Reproduce the entries exactly.
[Start of section]
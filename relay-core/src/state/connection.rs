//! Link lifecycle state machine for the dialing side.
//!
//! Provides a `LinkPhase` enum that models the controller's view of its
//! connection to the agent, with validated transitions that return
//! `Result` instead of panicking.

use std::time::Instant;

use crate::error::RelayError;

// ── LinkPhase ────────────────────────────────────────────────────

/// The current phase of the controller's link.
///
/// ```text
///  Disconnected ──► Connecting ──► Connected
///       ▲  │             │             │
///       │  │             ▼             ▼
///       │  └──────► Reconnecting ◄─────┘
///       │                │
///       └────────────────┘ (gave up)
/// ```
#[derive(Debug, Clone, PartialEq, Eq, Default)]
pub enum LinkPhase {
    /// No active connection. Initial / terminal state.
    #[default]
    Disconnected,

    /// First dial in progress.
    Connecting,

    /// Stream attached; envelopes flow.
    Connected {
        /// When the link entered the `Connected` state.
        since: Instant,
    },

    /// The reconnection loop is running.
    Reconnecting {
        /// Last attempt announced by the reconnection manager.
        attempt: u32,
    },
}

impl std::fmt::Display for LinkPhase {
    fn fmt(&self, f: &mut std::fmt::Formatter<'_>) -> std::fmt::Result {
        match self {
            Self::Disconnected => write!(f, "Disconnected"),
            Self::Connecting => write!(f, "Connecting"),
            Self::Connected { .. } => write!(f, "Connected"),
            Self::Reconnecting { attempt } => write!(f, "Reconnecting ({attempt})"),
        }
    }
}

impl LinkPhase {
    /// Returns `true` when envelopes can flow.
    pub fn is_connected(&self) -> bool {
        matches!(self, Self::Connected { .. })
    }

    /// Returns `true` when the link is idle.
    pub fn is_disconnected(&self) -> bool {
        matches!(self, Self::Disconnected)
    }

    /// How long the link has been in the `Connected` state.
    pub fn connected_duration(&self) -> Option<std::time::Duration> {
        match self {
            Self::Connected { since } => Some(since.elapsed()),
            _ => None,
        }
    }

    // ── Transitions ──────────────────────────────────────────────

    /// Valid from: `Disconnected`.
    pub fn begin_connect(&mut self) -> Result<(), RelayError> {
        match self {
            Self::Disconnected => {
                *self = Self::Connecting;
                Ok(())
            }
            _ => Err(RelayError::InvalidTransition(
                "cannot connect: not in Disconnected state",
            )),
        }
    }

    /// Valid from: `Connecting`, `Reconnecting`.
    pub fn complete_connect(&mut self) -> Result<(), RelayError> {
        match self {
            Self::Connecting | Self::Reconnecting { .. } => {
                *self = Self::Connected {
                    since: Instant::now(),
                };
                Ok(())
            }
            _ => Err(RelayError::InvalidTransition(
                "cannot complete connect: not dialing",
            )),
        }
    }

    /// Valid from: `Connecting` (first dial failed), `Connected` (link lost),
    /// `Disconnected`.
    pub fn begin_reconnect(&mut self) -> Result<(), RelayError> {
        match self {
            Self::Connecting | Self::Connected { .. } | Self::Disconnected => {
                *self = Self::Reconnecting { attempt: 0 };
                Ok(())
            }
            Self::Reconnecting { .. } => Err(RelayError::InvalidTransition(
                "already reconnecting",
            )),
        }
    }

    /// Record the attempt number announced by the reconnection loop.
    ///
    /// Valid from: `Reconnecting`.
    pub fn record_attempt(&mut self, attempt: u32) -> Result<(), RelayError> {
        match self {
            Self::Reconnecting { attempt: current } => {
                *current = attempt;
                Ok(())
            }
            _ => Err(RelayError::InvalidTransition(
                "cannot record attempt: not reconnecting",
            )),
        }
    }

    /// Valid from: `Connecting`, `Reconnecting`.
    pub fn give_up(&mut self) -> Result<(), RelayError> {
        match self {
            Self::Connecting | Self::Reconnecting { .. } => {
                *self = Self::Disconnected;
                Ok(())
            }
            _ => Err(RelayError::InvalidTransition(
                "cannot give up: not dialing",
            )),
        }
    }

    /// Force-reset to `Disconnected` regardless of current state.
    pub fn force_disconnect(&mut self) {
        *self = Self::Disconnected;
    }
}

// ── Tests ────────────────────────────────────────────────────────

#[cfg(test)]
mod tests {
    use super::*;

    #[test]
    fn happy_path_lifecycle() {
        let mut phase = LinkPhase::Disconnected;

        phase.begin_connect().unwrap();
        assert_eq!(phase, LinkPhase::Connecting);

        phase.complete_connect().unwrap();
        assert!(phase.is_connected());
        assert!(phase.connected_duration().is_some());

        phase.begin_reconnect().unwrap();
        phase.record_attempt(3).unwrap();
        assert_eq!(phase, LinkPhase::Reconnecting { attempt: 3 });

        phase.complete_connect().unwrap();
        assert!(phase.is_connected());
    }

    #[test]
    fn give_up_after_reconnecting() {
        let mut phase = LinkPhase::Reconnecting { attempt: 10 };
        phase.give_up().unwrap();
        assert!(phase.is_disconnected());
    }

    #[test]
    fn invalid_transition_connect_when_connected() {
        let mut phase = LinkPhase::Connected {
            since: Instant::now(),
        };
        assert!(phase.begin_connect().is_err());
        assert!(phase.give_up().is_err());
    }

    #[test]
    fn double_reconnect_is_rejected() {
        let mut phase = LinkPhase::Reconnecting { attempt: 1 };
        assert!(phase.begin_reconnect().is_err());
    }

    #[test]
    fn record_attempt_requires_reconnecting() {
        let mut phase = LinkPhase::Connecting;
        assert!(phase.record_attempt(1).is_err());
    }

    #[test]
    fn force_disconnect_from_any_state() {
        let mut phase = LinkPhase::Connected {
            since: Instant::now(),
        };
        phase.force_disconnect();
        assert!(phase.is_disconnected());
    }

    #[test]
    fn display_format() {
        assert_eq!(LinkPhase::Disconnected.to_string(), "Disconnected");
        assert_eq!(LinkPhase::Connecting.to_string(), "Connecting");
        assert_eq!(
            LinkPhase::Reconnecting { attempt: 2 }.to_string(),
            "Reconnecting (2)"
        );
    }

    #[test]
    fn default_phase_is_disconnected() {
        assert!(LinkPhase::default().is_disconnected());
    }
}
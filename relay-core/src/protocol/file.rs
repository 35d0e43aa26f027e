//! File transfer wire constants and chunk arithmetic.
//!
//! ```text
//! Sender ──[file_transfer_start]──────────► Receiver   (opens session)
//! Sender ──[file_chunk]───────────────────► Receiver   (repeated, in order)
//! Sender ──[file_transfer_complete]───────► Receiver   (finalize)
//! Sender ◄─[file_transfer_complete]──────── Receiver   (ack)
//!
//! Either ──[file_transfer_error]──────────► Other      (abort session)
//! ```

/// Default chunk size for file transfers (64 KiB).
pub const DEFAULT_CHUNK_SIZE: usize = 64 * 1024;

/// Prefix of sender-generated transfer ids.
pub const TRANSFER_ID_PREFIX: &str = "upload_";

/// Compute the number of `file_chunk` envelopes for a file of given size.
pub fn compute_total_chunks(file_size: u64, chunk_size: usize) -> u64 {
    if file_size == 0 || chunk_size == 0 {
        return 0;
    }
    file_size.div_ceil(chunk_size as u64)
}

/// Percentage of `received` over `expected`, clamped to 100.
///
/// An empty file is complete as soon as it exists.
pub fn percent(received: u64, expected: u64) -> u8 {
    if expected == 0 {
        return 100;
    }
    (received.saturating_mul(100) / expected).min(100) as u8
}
[End of section]
### Solution for this exercise:
filename relay-core/src/state/connection.rs
//! Link lifecycle state machine for the dialing side.
//!
//! Provides a `LinkPhase` enum that models the controller's view of its
//! connection to the agent, with validated transitions that return
//! `Result` instead of panicking.

use std::time::Instant;

use crate::error::RelayError;

// ── LinkPhase ────────────────────────────────────────────────────

/// The current phase of the controller's link.
///
/// ```text
///  Disconnected ──► Connecting ──► Connected
///       ▲  │             │             │
///       │  │             ▼             ▼
///       │  └──────► Reconnecting ◄─────┘
///       │                │
///       └────────────────┘ (gave up)
/// ```
#[derive(Debug, Clone, PartialEq, Eq, Default)]
pub enum LinkPhase {
    /// No active connection. Initial / terminal state.
    #[default]
    Disconnected,

    /// First dial in progress.
    Connecting,

    /// Stream attached; envelopes flow.
    Connected {
        /// When the link entered the `Connected` state.
        since: Instant,
    },

    /// The reconnection loop is running.
    Reconnecting {
        /// Last attempt announced by the reconnection manager.
        attempt: u32,
    },
}

impl std::fmt::Display for LinkPhase {
    fn fmt(&self, f: &mut std::fmt::Formatter<'_>) -> std::fmt::Result {
        match self {
            Self::Disconnected => write!(f, "Disconnected"),
            Self::Connecting => write!(f, "Connecting"),
            Self::Connected { .. } => write!(f, "Connected"),
            Self::Reconnecting { attempt } => write!(f, "Reconnecting ({attempt})"),
        }
    }
}

impl LinkPhase {
    /// Returns `true` when envelopes can flow.
    pub fn is_connected(&self) -> bool {
        matches!(self, Self::Connected { .. })
    }

    /// Returns `true` when the link is idle.
    pub fn is_disconnected(&self) -> bool {
        matches!(self, Self::Disconnected)
    }

    /// How long the link has been in the `Connected` state.
    pub fn connected_duration(&self) -> Option<std::time::Duration> {
        match self {
            Self::Connected { since } => Some(since.elapsed()),
            _ => None,
        }
    }

    // ── Transitions ──────────────────────────────────────────────

    /// Valid from: `Disconnected`.
    pub fn begin_connect(&mut self) -> Result<(), RelayError> {
        match self {
            Self::Disconnected => {
                *self = Self::Connecting;
                Ok(())
            }
            _ => Err(RelayError::InvalidTransition(
                "cannot connect: not in Disconnected state",
            )),
        }
    }

    /// Valid from: `Connecting`, `Reconnecting`.
    pub fn complete_connect(&mut self) -> Result<(), RelayError> {
        match self {
            Self::Connecting | Self::Reconnecting { .. } => {
                *self = Self::Connected {
                    since: Instant::now(),
                };
                Ok(())
            }
            _ => Err(RelayError::InvalidTransition(
                "cannot complete connect: not dialing",
            )),
        }
    }

    /// Valid from: `Connecting` (first dial failed), `Connected` (link lost),
    /// `Disconnected`.
    pub fn begin_reconnect(&mut self) -> Result<(), RelayError> {
        match self {
            Self::Connecting | Self::Connected { .. } | Self::Disconnected => {
                *self = Self::Reconnecting { attempt: 0 };
                Ok(())
            }
            Self::Reconnecting { .. } => Err(RelayError::InvalidTransition(
                "already reconnecting",
            )),
        }
    }

    /// Record the attempt number announced by the reconnection loop.
    ///
    /// Valid from: `Reconnecting`.
    pub fn record_attempt(&mut self, attempt: u32) -> Result<(), RelayError> {
        match self {
            Self::Reconnecting { attempt: current } => {
                *current = attempt;
                Ok(())
            }
            _ => Err(RelayError::InvalidTransition(
                "cannot record attempt: not reconnecting",
            )),
        }
    }

    /// Valid from: `Connecting`, `Reconnecting`.
    pub fn give_up(&mut self) -> Result<(), RelayError> {
        match self {
            Self::Connecting | Self::Reconnecting { .. } => {
                *self = Self::Disconnected;
                Ok(())
            }
            _ => Err(RelayError::InvalidTransition(
                "cannot give up: not dialing",
            )),
        }
    }

    /// Force-reset to `Disconnected` regardless of current state.
    pub fn force_disconnect(&mut self) {
        *self = Self::Disconnected;
    }
}

// ── Tests ────────────────────────────────────────────────────────

#[cfg(test)]
mod tests {
    use super::*;

    #[test]
    fn happy_path_lifecycle() {
        let mut phase = LinkPhase::Disconnected;

        phase.begin_connect().unwrap();
        assert_eq!(phase, LinkPhase::Connecting);

        phase.complete_connect().unwrap();
        assert!(phase.is_connected());
        assert!(phase.connected_duration().is_some());

        phase.begin_reconnect().unwrap();
        phase.record_attempt(3).unwrap();
        assert_eq!(phase, LinkPhase::Reconnecting { attempt: 3 });

        phase.complete_connect().unwrap();
        assert!(phase.is_connected());
    }

    #[test]
    fn give_up_after_reconnecting() {
        let mut phase = LinkPhase::Reconnecting { attempt: 10 };
        phase.give_up().unwrap();
        assert!(phase.is_disconnected());
    }

    #[test]
    fn invalid_transition_connect_when_connected() {
        let mut phase = LinkPhase::Connected {
            since: Instant::now(),
        };
        assert!(phase.begin_connect().is_err());
        assert!(phase.give_up().is_err());
    }

    #[test]
    fn double_reconnect_is_rejected() {
        let mut phase = LinkPhase::Reconnecting { attempt: 1 };
        assert!(phase.begin_reconnect().is_err());
    }

    #[test]
    fn record_attempt_requires_reconnecting() {
        let mut phase = LinkPhase::Connecting;
        assert!(phase.record_attempt(1).is_err());
    }

    #[test]
    fn force_disconnect_from_any_state() {
        let mut phase = LinkPhase::Connected {
            since: Instant::now(),
        };
        phase.force_disconnect();
        assert!(phase.is_disconnected());
    }

    #[test]
    fn display_format() {
        assert_eq!(LinkPhase::Disconnected.to_string(), "Disconnected");
        assert_eq!(LinkPhase::Connecting.to_string(), "Connecting");
        assert_eq!(
            LinkPhase::Reconnecting { attempt: 2 }.to_string(),
            "Reconnecting (2)"
        );
    }

    #[test]
    fn default_phase_is_disconnected() {
        assert!(LinkPhase::default().is_disconnected());
    }
}
filename relay-core/src/protocol/file.rs
repository 35d0e43aa26f027e
//! File transfer wire constants and chunk arithmetic.
//!
//! ```text
//! Sender ──[file_transfer_start]──────────► Receiver   (opens session)
//! Sender ──[file_chunk]───────────────────► Receiver   (repeated, in order)
//! Sender ──[file_transfer_complete]───────► Receiver   (finalize)
//! Sender ◄─[file_transfer_complete]──────── Receiver   (ack)
//!
//! Either ──[file_transfer_error]──────────► Other      (abort session)
//! ```

/// Default chunk size for file transfers (64 KiB).
pub const DEFAULT_CHUNK_SIZE: usize = 64 * 1024;

/// Prefix of sender-generated transfer ids.
pub const TRANSFER_ID_PREFIX: &str = "upload_";

/// Compute the number of `file_chunk` envelopes for a file of given size.
pub fn compute_total_chunks(file_size: u64, chunk_size: usize) -> u64 {
    if file_size == 0 || chunk_size == 0 {
        return 0;
    }
    file_size.div_ceil(chunk_size as u64)
}

/// Percentage of `received` over `expected`, clamped to 100.
///
/// An empty file is complete as soon as it exists.
pub fn percent(received: u64, expected: u64) -> u8 {
    if expected == 0 {
        return 100;
    }
    (received.saturating_mul(100) / expected).min(100) as u8
}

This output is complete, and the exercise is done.